What lines below include the word "Debug"? Copy each one.

(Collected data entries)
== Segment start ==

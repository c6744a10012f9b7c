//! Per-recipe application lock
//!
//! Serializes concurrent applications of the same recipe name, across
//! threads and processes, so the ledger decision and the record that follows
//! it cannot interleave.

use std::fs::{File, OpenOptions};
use std::io::{Read, Seek, SeekFrom, Write};
use std::path::{Path, PathBuf};

use fs2::FileExt;

use crate::error::{Error, Result};
use crate::output;

/// Directory under the state dir that holds the lock files
const LOCK_DIR: &str = "locks";

/// Lock file path for a recipe name.
pub fn lock_path(state_dir: &Path, name: &str) -> PathBuf {
    state_dir.join(LOCK_DIR).join(format!("{}.lock", name))
}

fn lock_error(path: &Path, e: std::io::Error) -> Error {
    Error::Io(std::io::Error::new(
        e.kind(),
        format!("cannot lock {}: {}", path.display(), e),
    ))
}

/// Acquire the exclusive lock for `name`, blocking while another
/// application holds it. The lock is released when the guard is dropped.
///
/// Lock files are never removed. A file left behind by a killed process
/// holds no lock and is simply re-locked.
pub fn acquire(state_dir: &Path, name: &str) -> Result<RecipeLock> {
    let path = lock_path(state_dir, name);
    if let Some(parent) = path.parent() {
        std::fs::create_dir_all(parent).map_err(|e| lock_error(&path, e))?;
    }

    let mut file = OpenOptions::new()
        .read(true)
        .write(true)
        .create(true)
        .truncate(false)
        .open(&path)
        .map_err(|e| lock_error(&path, e))?;

    if file.try_lock_exclusive().is_err() {
        let mut holder = String::new();
        let _ = file.read_to_string(&mut holder);
        let holder = holder.trim();
        output::info(&format!(
            "waiting for another application of '{}'{}",
            name,
            if holder.is_empty() {
                String::new()
            } else {
                format!(" (pid {})", holder)
            }
        ));
        file.lock_exclusive().map_err(|e| lock_error(&path, e))?;
    }

    write_pid(&mut file).map_err(|e| lock_error(&path, e))?;

    Ok(RecipeLock { file })
}

fn write_pid(file: &mut File) -> std::io::Result<()> {
    file.set_len(0)?;
    file.seek(SeekFrom::Start(0))?;
    write!(file, "{}", std::process::id())?;
    file.flush()
}

/// RAII guard for a recipe lock.
#[derive(Debug)]
pub struct RecipeLock {
    file: File,
}

impl Drop for RecipeLock {
    fn drop(&mut self) {
        let _ = self.file.set_len(0);
        let _ = FileExt::unlock(&self.file);
    }
}
//! Package file installation via the platform package tool.
//!
//! The engine does not read package formats; it resolves the artifact and
//! hands it to `dpkg`, `rpm` or `msiexec`.

use std::path::{Path, PathBuf};
use std::process::Command;

use serde::Deserialize;

use super::exec::run_command;
use crate::error::Result;
use crate::output;
use crate::recipe::PackageKind;

/// Installs a local package file of a given kind.
pub trait PackageInstaller: Send + Sync {
    fn install(&self, kind: PackageKind, package: &Path) -> Result<()>;
}

/// Paths of the platform package tools.
#[derive(Debug, Clone, PartialEq, Eq, Deserialize)]
#[serde(default)]
pub struct PackageTools {
    pub dpkg: PathBuf,
    pub rpm: PathBuf,
    pub msiexec: PathBuf,
}

impl Default for PackageTools {
    fn default() -> Self {
        Self {
            dpkg: PathBuf::from("dpkg"),
            rpm: PathBuf::from("rpm"),
            msiexec: PathBuf::from("msiexec.exe"),
        }
    }
}

/// Default installer: runs the configured tool as a subprocess.
#[derive(Debug, Clone, Default)]
pub struct CommandPackageInstaller {
    tools: PackageTools,
}

impl CommandPackageInstaller {
    pub fn new(tools: PackageTools) -> Self {
        Self { tools }
    }

    /// Build the tool invocation for `package`.
    pub fn command(&self, kind: PackageKind, package: &Path) -> Command {
        match kind {
            PackageKind::Dpkg => {
                let mut cmd = Command::new(&self.tools.dpkg);
                cmd.env("DEBIAN_FRONTEND", "noninteractive");
                cmd.arg("--install").arg(package);
                cmd
            }
            PackageKind::Rpm => {
                let mut cmd = Command::new(&self.tools.rpm);
                cmd.args(["--upgrade", "--replacepkgs", "--verbose"]).arg(package);
                cmd
            }
            PackageKind::Msi => {
                let mut cmd = Command::new(&self.tools.msiexec);
                cmd.arg("/i").arg(package).args(["/qn", "/norestart"]);
                cmd
            }
        }
    }
}

impl PackageInstaller for CommandPackageInstaller {
    fn install(&self, kind: PackageKind, package: &Path) -> Result<()> {
        output::detail(&format!("installing {} package {}", kind, package.display()));
        run_command(&mut self.command(kind, package))
    }
}
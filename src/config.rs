//! Engine configuration
//!
//! Read from `$XDG_CONFIG_HOME/recipe/config.toml` (or an explicit path),
//! then overridden by environment variables:
//!
//! - `RECIPE_WORK_DIR` - root of per-run working directories
//! - `RECIPE_STATE_DIR` - ledger and lock files
//! - `RECIPE_HTTP_TIMEOUT` - HTTP timeout in seconds
//! - `GOOGLE_OAUTH_ACCESS_TOKEN` - bearer token for `gs://` artifacts
//!
//! ```toml
//! work_dir = "/var/lib/recipe/work"
//! state_dir = "/var/lib/recipe/state"
//! http_timeout_secs = 120
//!
//! [package_tools]
//! dpkg = "/usr/bin/dpkg"
//! ```

use std::path::{Path, PathBuf};
use std::time::Duration;

use anyhow::{Context, Result};
use serde::Deserialize;

use crate::fetch::DEFAULT_GCS_ENDPOINT;
use crate::steps::PackageTools;

const DEFAULT_HTTP_TIMEOUT_SECS: u64 = 60;
const MIN_HTTP_TIMEOUT_SECS: u64 = 5;
const MAX_HTTP_TIMEOUT_SECS: u64 = 300;

/// File name of the ledger inside the state dir
const LEDGER_FILE: &str = "ledger.json";

#[derive(Debug, Clone, Deserialize, Default)]
struct ConfigToml {
    work_dir: Option<PathBuf>,
    state_dir: Option<PathBuf>,
    http_timeout_secs: Option<u64>,
    gcs_endpoint: Option<String>,
    package_tools: Option<PackageTools>,
}

/// Resolved configuration.
#[derive(Debug, Clone, PartialEq, Eq)]
pub struct Config {
    pub work_dir: PathBuf,
    pub state_dir: PathBuf,
    pub http_timeout: Duration,
    pub gcs_endpoint: String,
    pub gcs_access_token: Option<String>,
    pub package_tools: PackageTools,
}

fn xdg_home(var: &str, fallback: Option<PathBuf>, default_rel: &str) -> PathBuf {
    if let Ok(raw) = std::env::var(var) {
        let trimmed = raw.trim();
        if !trimmed.is_empty() {
            return PathBuf::from(trimmed);
        }
    }
    fallback.unwrap_or_else(|| {
        dirs::home_dir()
            .unwrap_or_else(|| PathBuf::from("."))
            .join(default_rel)
    })
}

/// Default config file location.
pub fn default_config_path() -> PathBuf {
    xdg_home("XDG_CONFIG_HOME", dirs::config_dir(), ".config")
        .join("recipe")
        .join("config.toml")
}

fn default_work_dir() -> PathBuf {
    xdg_home("XDG_DATA_HOME", dirs::data_local_dir(), ".local/share")
        .join("recipe")
        .join("work")
}

fn default_state_dir() -> PathBuf {
    // dirs::state_dir() is Linux-only; elsewhere keep state next to the data
    xdg_home(
        "XDG_STATE_HOME",
        dirs::state_dir().or_else(dirs::data_local_dir),
        ".local/state",
    )
    .join("recipe")
}

fn read_toml(path: &Path) -> Result<ConfigToml> {
    let text = std::fs::read_to_string(path)
        .with_context(|| format!("Failed to read {}", path.display()))?;
    toml::from_str(&text).with_context(|| format!("Invalid TOML in {}", path.display()))
}

impl Default for Config {
    fn default() -> Self {
        Self {
            work_dir: default_work_dir(),
            state_dir: default_state_dir(),
            http_timeout: Duration::from_secs(DEFAULT_HTTP_TIMEOUT_SECS),
            gcs_endpoint: DEFAULT_GCS_ENDPOINT.to_string(),
            gcs_access_token: None,
            package_tools: PackageTools::default(),
        }
    }
}

impl Config {
    /// Load configuration from `path`, or from the default location if it
    /// exists, and apply environment overrides.
    pub fn load(path: Option<&Path>) -> Result<Self> {
        let file = match path {
            Some(p) => Some(read_toml(p)?),
            None => {
                let default = default_config_path();
                if default.is_file() {
                    Some(read_toml(&default)?)
                } else {
                    None
                }
            }
        };
        Self::resolve(file.unwrap_or_default(), |key| std::env::var(key).ok())
    }

    /// Parse a TOML document without consulting the environment.
    pub fn from_toml_str(text: &str) -> Result<Self> {
        let file: ConfigToml = toml::from_str(text).context("Invalid config TOML")?;
        Self::resolve(file, |_| None)
    }

    fn resolve(file: ConfigToml, env: impl Fn(&str) -> Option<String>) -> Result<Self> {
        let mut cfg = Config::default();
        let env = |key: &str| env(key).filter(|v| !v.trim().is_empty());

        if let Some(dir) = file.work_dir {
            cfg.work_dir = dir;
        }
        if let Some(dir) = file.state_dir {
            cfg.state_dir = dir;
        }
        if let Some(endpoint) = file.gcs_endpoint {
            cfg.gcs_endpoint = endpoint;
        }
        if let Some(tools) = file.package_tools {
            cfg.package_tools = tools;
        }
        let mut timeout = file.http_timeout_secs.unwrap_or(DEFAULT_HTTP_TIMEOUT_SECS);

        if let Some(dir) = env("RECIPE_WORK_DIR") {
            cfg.work_dir = PathBuf::from(dir);
        }
        if let Some(dir) = env("RECIPE_STATE_DIR") {
            cfg.state_dir = PathBuf::from(dir);
        }
        if let Some(raw) = env("RECIPE_HTTP_TIMEOUT") {
            timeout = raw
                .trim()
                .parse()
                .with_context(|| format!("RECIPE_HTTP_TIMEOUT must be seconds, got '{}'", raw))?;
        }
        cfg.gcs_access_token = env("GOOGLE_OAUTH_ACCESS_TOKEN");

        cfg.http_timeout =
            Duration::from_secs(timeout.clamp(MIN_HTTP_TIMEOUT_SECS, MAX_HTTP_TIMEOUT_SECS));
        Ok(cfg)
    }

    /// Path of the ledger file.
    pub fn ledger_path(&self) -> PathBuf {
        self.state_dir.join(LEDGER_FILE)
    }
}
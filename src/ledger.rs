//! Recipe ledger - durable record of applied recipes
//!
//! One entry per recipe name; recording a name replaces its previous entry.
//! The file ledger stores a JSON object
//! `name -> {version, installTimeUnixNanos, success}` and is the only state
//! the engine persists.

use std::collections::BTreeMap;
use std::fs::File;
use std::io::Write;
use std::path::{Path, PathBuf};
use std::sync::Mutex;
use std::time::{SystemTime, UNIX_EPOCH};

use fs2::FileExt;
use serde::{Deserialize, Serialize};

use crate::error::{Error, Result};
use crate::version;

#[derive(Debug, Clone, PartialEq, Eq)]
pub struct LedgerEntry {
    pub name: String,
    pub version: Vec<u32>,
    pub install_time_unix_nanos: u64,
    pub success: bool,
}

/// Key-value store of applied recipes, keyed by recipe name.
pub trait Ledger: Send + Sync {
    fn lookup(&self, name: &str) -> Result<Option<LedgerEntry>>;

    /// Record `name` at `version`, replacing any previous entry.
    fn record(&self, name: &str, version: &str, success: bool) -> Result<()>;
}

#[derive(Debug, Clone, Serialize, Deserialize)]
#[serde(rename_all = "camelCase")]
struct StoredEntry {
    version: Vec<u32>,
    install_time_unix_nanos: u64,
    success: bool,
}

type Entries = BTreeMap<String, StoredEntry>;

/// Ledger persisted as a JSON file.
///
/// Writes go through a temp file and an atomic rename. Access is serialized
/// in-process by a mutex and across processes by an advisory lock on
/// `<path>.lock`.
#[derive(Debug)]
pub struct FileLedger {
    path: PathBuf,
    guard: Mutex<()>,
}

fn now_unix_nanos() -> u64 {
    SystemTime::now()
        .duration_since(UNIX_EPOCH)
        .map(|d| d.as_nanos() as u64)
        .unwrap_or(0)
}

impl FileLedger {
    pub fn new(path: impl Into<PathBuf>) -> Self {
        Self {
            path: path.into(),
            guard: Mutex::new(()),
        }
    }

    pub fn path(&self) -> &Path {
        &self.path
    }

    fn io_error(&self, reason: impl std::fmt::Display) -> Error {
        Error::LedgerIo {
            path: self.path.clone(),
            reason: reason.to_string(),
        }
    }

    /// Run `f` with the ledger locked; `exclusive` for read-modify-write.
    fn locked<T>(&self, exclusive: bool, f: impl FnOnce(&Self) -> Result<T>) -> Result<T> {
        let _guard = self.guard.lock().map_err(|_| self.io_error("ledger mutex poisoned"))?;

        if let Some(parent) = self.path.parent()
            && !parent.as_os_str().is_empty()
        {
            std::fs::create_dir_all(parent).map_err(|e| self.io_error(e))?;
        }

        let mut lock_path = self.path.clone().into_os_string();
        lock_path.push(".lock");
        let lock_file = File::create(&lock_path).map_err(|e| self.io_error(e))?;
        if exclusive {
            FileExt::lock_exclusive(&lock_file)
        } else {
            FileExt::lock_shared(&lock_file)
        }
        .map_err(|e| self.io_error(format!("cannot lock ledger: {}", e)))?;

        let result = f(self);
        let _ = FileExt::unlock(&lock_file);
        result
    }

    fn load(&self) -> Result<Entries> {
        match std::fs::read_to_string(&self.path) {
            Ok(content) if content.trim().is_empty() => Ok(Entries::new()),
            Ok(content) => serde_json::from_str(&content)
                .map_err(|e| self.io_error(format!("corrupt ledger: {}", e))),
            Err(e) if e.kind() == std::io::ErrorKind::NotFound => Ok(Entries::new()),
            Err(e) => Err(self.io_error(e)),
        }
    }

    fn store(&self, entries: &Entries) -> Result<()> {
        let dir = match self.path.parent() {
            Some(p) if !p.as_os_str().is_empty() => p.to_path_buf(),
            _ => PathBuf::from("."),
        };
        let json = serde_json::to_vec_pretty(entries).map_err(|e| self.io_error(e))?;

        let mut tmp = tempfile::NamedTempFile::new_in(&dir).map_err(|e| self.io_error(e))?;
        tmp.write_all(&json).map_err(|e| self.io_error(e))?;
        tmp.as_file().sync_all().map_err(|e| self.io_error(e))?;
        tmp.persist(&self.path).map_err(|e| self.io_error(e.error))?;
        Ok(())
    }

    /// All entries, ordered by name.
    pub fn entries(&self) -> Result<Vec<LedgerEntry>> {
        self.locked(false, |l| l.load()).map(|entries| {
            entries
                .into_iter()
                .map(|(name, e)| LedgerEntry {
                    name,
                    version: e.version,
                    install_time_unix_nanos: e.install_time_unix_nanos,
                    success: e.success,
                })
                .collect()
        })
    }

    /// Remove the entry for `name`. Returns whether one existed.
    pub fn forget(&self, name: &str) -> Result<bool> {
        self.locked(true, |l| {
            let mut entries = l.load()?;
            let existed = entries.remove(name).is_some();
            if existed {
                l.store(&entries)?;
            }
            Ok(existed)
        })
    }
}

impl Ledger for FileLedger {
    fn lookup(&self, name: &str) -> Result<Option<LedgerEntry>> {
        let entries = self.locked(false, |l| l.load())?;
        Ok(entries.get(name).map(|e| LedgerEntry {
            name: name.to_string(),
            version: e.version.clone(),
            install_time_unix_nanos: e.install_time_unix_nanos,
            success: e.success,
        }))
    }

    fn record(&self, name: &str, version: &str, success: bool) -> Result<()> {
        let parsed = version::parse(version)?;
        self.locked(true, |l| {
            let mut entries = l.load()?;
            entries.insert(
                name.to_string(),
                StoredEntry {
                    version: parsed,
                    install_time_unix_nanos: now_unix_nanos(),
                    success,
                },
            );
            l.store(&entries)
        })
    }
}

/// Ledger held in memory; nothing survives the process.
#[derive(Debug, Default)]
pub struct MemoryLedger {
    entries: Mutex<Entries>,
}

impl MemoryLedger {
    pub fn new() -> Self {
        Self::default()
    }
}

impl Ledger for MemoryLedger {
    fn lookup(&self, name: &str) -> Result<Option<LedgerEntry>> {
        let entries = self.entries.lock().map_err(|_| Error::LedgerIo {
            path: PathBuf::from("<memory>"),
            reason: "ledger mutex poisoned".into(),
        })?;
        Ok(entries.get(name).map(|e| LedgerEntry {
            name: name.to_string(),
            version: e.version.clone(),
            install_time_unix_nanos: e.install_time_unix_nanos,
            success: e.success,
        }))
    }

    fn record(&self, name: &str, version: &str, success: bool) -> Result<()> {
        let parsed = version::parse(version)?;
        let mut entries = self.entries.lock().map_err(|_| Error::LedgerIo {
            path: PathBuf::from("<memory>"),
            reason: "ledger mutex poisoned".into(),
        })?;
        entries.insert(
            name.to_string(),
            StoredEntry {
                version: parsed,
                install_time_unix_nanos: now_unix_nanos(),
                success,
            },
        );
        Ok(())
    }
}
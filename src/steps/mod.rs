//! Step execution
//!
//! Dispatches one [`Step`] against the artifacts resolved for the current run.
//! The set of step kinds is closed: adding one is a new [`Step`] variant and
//! the `match` in [`StepExecutor::execute`] will not compile until it is
//! handled.
//!
//! Steps have no undo. When a step fails, the side effects of earlier steps
//! in the same run stay in place.

pub mod copy;
pub mod exec;
pub mod extract;
pub mod package;

use std::collections::BTreeMap;
use std::path::{Path, PathBuf};
use std::sync::Arc;

use crate::error::{Error, Result};
use crate::recipe::{ExecLocation, Step};

pub use package::{CommandPackageInstaller, PackageInstaller, PackageTools};

/// Look up a resolved artifact path by id.
pub fn resolve_artifact<'a>(artifact_paths: &'a BTreeMap<String, PathBuf>, id: &str) -> Result<&'a Path> {
    artifact_paths
        .get(id)
        .map(PathBuf::as_path)
        .ok_or_else(|| Error::ArtifactNotFound(id.to_string()))
}

/// Executes steps; package installs are delegated to the injected installer.
#[derive(Clone)]
pub struct StepExecutor {
    packages: Arc<dyn PackageInstaller>,
}

impl StepExecutor {
    pub fn new(packages: Arc<dyn PackageInstaller>) -> Self {
        Self { packages }
    }

    /// Run `step` with `work_dir` as its private working directory.
    ///
    /// `env` holds `KEY=VALUE` entries added to every subprocess. Artifact
    /// references are resolved before anything touches the filesystem.
    pub fn execute(
        &self,
        step: &Step,
        artifact_paths: &BTreeMap<String, PathBuf>,
        env: &[String],
        work_dir: &Path,
    ) -> Result<()> {
        if let Some(id) = step.artifact_id() {
            resolve_artifact(artifact_paths, id)?;
        }

        match step {
            Step::FileCopy {
                artifact_id,
                destination,
                overwrite,
                permissions,
            } => {
                let src = resolve_artifact(artifact_paths, artifact_id)?;
                copy::copy_file(src, Path::new(destination), *overwrite, permissions)
            }
            Step::ArchiveExtraction {
                artifact_id,
                destination,
                archive_type,
            } => {
                let archive = resolve_artifact(artifact_paths, artifact_id)?;
                extract::extract(archive, Path::new(destination), *archive_type)
            }
            Step::PackageFileInstallation { artifact_id, kind } => {
                let package = resolve_artifact(artifact_paths, artifact_id)?;
                self.packages.install(*kind, package)
            }
            Step::FileExec { location, args } => {
                let program = match location {
                    ExecLocation::LocalPath(path) => PathBuf::from(path),
                    ExecLocation::ArtifactId(id) => {
                        let path = resolve_artifact(artifact_paths, id)?;
                        exec::mark_executable(path)?;
                        path.to_path_buf()
                    }
                };
                std::fs::create_dir_all(work_dir)?;
                exec::run_file(&program, args, env, work_dir)
            }
            Step::ScriptRun {
                body,
                args,
                interpreter,
            } => {
                std::fs::create_dir_all(work_dir)?;
                exec::run_script(body, args, *interpreter, env, work_dir)
            }
        }
    }
}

== Segment end ==

• _Answer to this task_
#[derive(Debug)]
#[derive(Debug, Clone, PartialEq, Eq, Deserialize)]
#[derive(Debug, Clone, Default)]
#[derive(Debug, Clone, Deserialize, Default)]
#[derive(Debug, Clone, PartialEq, Eq)]
#[derive(Debug, Clone, PartialEq, Eq)]
#[derive(Debug, Clone, Serialize, Deserialize)]
#[derive(Debug)]
#[derive(Debug, Default)]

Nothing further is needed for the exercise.